Extracted data

Start of Block

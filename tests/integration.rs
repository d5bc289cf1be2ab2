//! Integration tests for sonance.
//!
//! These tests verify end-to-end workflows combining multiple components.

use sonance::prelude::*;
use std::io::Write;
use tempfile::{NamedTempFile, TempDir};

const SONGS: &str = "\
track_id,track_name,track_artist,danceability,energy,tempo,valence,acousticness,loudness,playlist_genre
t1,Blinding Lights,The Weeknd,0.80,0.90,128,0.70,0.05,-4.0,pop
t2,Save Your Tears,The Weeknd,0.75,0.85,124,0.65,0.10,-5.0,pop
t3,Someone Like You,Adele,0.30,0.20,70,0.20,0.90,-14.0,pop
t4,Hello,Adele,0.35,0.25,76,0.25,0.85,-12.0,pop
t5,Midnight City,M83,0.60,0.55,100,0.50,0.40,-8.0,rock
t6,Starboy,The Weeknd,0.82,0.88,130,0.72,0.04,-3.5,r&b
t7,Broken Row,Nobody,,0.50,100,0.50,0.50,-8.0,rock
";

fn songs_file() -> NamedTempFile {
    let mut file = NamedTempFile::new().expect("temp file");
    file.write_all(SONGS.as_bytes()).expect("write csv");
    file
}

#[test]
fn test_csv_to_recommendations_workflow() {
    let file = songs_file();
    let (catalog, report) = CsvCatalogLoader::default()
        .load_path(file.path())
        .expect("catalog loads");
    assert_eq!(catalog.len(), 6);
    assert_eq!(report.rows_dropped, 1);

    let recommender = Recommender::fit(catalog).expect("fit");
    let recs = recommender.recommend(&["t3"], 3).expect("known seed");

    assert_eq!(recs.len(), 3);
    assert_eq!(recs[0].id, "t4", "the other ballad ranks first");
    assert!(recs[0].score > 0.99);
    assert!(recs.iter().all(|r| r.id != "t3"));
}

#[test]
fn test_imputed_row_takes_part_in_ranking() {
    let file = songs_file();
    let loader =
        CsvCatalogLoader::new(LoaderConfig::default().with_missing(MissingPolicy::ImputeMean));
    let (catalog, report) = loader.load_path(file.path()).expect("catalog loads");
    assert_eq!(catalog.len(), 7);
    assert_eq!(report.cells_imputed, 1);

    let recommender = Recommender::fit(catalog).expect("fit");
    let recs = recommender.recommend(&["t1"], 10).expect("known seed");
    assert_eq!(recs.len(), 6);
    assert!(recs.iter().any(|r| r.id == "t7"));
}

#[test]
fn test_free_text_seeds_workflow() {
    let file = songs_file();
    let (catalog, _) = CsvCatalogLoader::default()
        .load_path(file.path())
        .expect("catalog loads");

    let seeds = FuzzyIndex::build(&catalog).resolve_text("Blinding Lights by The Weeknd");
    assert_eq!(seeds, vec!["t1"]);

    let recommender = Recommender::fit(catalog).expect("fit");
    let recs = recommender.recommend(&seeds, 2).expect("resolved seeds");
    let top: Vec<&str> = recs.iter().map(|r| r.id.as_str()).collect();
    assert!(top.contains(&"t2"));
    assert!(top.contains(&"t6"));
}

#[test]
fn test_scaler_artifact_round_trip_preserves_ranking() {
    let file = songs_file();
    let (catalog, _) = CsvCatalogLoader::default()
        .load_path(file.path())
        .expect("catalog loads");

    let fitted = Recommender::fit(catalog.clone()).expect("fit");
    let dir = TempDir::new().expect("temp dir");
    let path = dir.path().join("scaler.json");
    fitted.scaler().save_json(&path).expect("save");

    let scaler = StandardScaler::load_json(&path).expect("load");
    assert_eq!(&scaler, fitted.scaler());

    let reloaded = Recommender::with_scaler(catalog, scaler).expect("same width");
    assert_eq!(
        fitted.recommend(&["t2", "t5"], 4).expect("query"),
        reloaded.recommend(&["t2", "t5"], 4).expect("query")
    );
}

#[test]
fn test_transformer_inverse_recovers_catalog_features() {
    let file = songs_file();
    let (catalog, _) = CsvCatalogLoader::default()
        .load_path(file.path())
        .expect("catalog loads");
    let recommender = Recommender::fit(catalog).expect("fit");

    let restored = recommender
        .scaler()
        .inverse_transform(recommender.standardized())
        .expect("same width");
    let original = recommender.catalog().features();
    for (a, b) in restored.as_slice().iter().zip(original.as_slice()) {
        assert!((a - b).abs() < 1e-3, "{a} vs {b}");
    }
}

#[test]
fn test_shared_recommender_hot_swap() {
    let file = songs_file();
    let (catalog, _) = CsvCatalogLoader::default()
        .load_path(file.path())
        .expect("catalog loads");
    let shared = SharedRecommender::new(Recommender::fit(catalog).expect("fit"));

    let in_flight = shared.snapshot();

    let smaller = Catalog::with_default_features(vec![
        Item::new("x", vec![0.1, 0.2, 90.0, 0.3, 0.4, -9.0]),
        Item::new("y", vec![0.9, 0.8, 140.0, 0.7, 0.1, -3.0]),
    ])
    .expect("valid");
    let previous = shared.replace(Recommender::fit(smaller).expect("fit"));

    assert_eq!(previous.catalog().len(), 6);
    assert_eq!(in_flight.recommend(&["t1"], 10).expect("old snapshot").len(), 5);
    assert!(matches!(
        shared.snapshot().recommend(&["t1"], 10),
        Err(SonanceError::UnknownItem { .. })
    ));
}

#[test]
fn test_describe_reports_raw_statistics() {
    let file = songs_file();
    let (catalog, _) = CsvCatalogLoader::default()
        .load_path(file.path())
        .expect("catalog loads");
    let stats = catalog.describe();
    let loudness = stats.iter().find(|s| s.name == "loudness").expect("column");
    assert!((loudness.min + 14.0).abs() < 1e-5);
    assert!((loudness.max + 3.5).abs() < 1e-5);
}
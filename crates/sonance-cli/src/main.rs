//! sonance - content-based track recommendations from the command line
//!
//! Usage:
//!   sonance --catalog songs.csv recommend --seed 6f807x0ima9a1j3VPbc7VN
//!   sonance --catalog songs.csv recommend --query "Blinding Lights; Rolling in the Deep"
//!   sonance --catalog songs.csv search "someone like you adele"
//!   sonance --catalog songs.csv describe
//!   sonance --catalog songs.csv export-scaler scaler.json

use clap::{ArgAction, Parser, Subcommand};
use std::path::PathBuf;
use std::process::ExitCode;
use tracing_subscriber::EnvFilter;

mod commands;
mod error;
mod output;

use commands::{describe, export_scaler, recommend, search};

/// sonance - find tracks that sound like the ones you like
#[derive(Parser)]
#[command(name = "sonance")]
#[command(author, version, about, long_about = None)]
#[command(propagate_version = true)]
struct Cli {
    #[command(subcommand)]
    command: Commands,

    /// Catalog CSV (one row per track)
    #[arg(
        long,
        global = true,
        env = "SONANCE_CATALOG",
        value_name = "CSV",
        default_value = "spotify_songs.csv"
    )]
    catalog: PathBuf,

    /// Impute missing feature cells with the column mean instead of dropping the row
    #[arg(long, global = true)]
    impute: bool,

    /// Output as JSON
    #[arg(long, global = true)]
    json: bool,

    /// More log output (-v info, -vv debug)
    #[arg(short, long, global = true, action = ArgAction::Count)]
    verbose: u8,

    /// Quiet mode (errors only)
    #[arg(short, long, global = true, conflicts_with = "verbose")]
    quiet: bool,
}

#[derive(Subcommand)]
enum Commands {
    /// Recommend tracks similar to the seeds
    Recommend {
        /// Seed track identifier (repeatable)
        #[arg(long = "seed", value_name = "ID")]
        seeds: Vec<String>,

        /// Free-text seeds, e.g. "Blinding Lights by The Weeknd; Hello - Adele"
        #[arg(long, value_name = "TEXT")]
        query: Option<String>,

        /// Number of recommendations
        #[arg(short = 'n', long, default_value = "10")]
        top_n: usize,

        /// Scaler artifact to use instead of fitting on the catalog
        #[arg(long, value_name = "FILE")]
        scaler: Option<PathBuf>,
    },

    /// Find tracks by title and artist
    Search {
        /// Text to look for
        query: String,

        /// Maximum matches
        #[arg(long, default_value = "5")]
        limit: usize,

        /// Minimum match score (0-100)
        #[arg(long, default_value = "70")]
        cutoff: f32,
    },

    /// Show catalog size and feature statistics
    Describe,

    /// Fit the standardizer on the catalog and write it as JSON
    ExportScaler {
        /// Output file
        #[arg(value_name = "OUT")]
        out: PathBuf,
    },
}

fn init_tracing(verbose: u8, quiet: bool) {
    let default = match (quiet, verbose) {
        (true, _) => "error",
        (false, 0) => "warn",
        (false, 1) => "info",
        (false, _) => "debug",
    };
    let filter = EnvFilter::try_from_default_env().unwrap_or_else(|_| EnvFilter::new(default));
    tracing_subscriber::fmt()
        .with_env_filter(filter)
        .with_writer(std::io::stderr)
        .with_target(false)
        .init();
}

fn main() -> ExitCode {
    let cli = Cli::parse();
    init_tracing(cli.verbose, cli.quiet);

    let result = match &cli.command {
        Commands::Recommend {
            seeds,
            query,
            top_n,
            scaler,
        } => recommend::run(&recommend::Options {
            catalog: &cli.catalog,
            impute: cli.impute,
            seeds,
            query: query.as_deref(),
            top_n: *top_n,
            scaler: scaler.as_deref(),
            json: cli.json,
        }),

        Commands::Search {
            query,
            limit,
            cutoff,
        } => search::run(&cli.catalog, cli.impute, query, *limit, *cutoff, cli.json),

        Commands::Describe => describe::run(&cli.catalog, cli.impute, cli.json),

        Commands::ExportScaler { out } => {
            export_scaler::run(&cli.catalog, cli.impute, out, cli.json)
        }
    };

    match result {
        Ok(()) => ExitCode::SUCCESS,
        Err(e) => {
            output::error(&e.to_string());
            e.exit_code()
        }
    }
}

End of Block

Problem to work on
Scan the material above for the string "main". Copy each line that holds it.

Completed exercise
filename crates/sonance-cli/src/main.rs
fn main() -> ExitCode {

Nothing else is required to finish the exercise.